— PROBLEM DETAILS —
With the entries below as the source, tally the lines that contain the string "StatusCode" and give the number only.

— RECORDS FOR PROCESSING —
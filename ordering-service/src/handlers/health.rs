use axum::{extract::State, http::StatusCode, response::IntoResponse, Json};
use serde_json::json;

use crate::services::get_metrics;
use crate::startup::AppState;

/// Liveness probe; reports the storage backend's health.
pub async fn health_check(State(state): State<AppState>) -> impl IntoResponse {
    match state.store.health_check().await {
        Ok(_) => {
            tracing::debug!("Health check passed");
            (
                StatusCode::OK,
                Json(json!({
                    "status": "ok",
                    "service": state.config.service_name,
                    "version": env!("CARGO_PKG_VERSION")
                })),
            )
        }
        Err(e) => {
            tracing::warn!(error = %e, "Health check failed - store unavailable");
            (
                StatusCode::SERVICE_UNAVAILABLE,
                Json(json!({
                    "status": "unhealthy",
                    "service": state.config.service_name,
                    "error": "store unavailable"
                })),
            )
        }
    }
}

pub async fn readiness_check(State(state): State<AppState>) -> impl IntoResponse {
    match state.store.health_check().await {
        Ok(_) => StatusCode::OK,
        Err(e) => {
            tracing::warn!(error = %e, "Readiness check failed");
            StatusCode::SERVICE_UNAVAILABLE
        }
    }
}

/// Prometheus scrape endpoint.
pub async fn metrics_handler() -> impl IntoResponse {
    (
        StatusCode::OK,
        [("content-type", "text/plain; charset=utf-8")],
        get_metrics(),
    )
}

— WRITTEN ANSWER —
6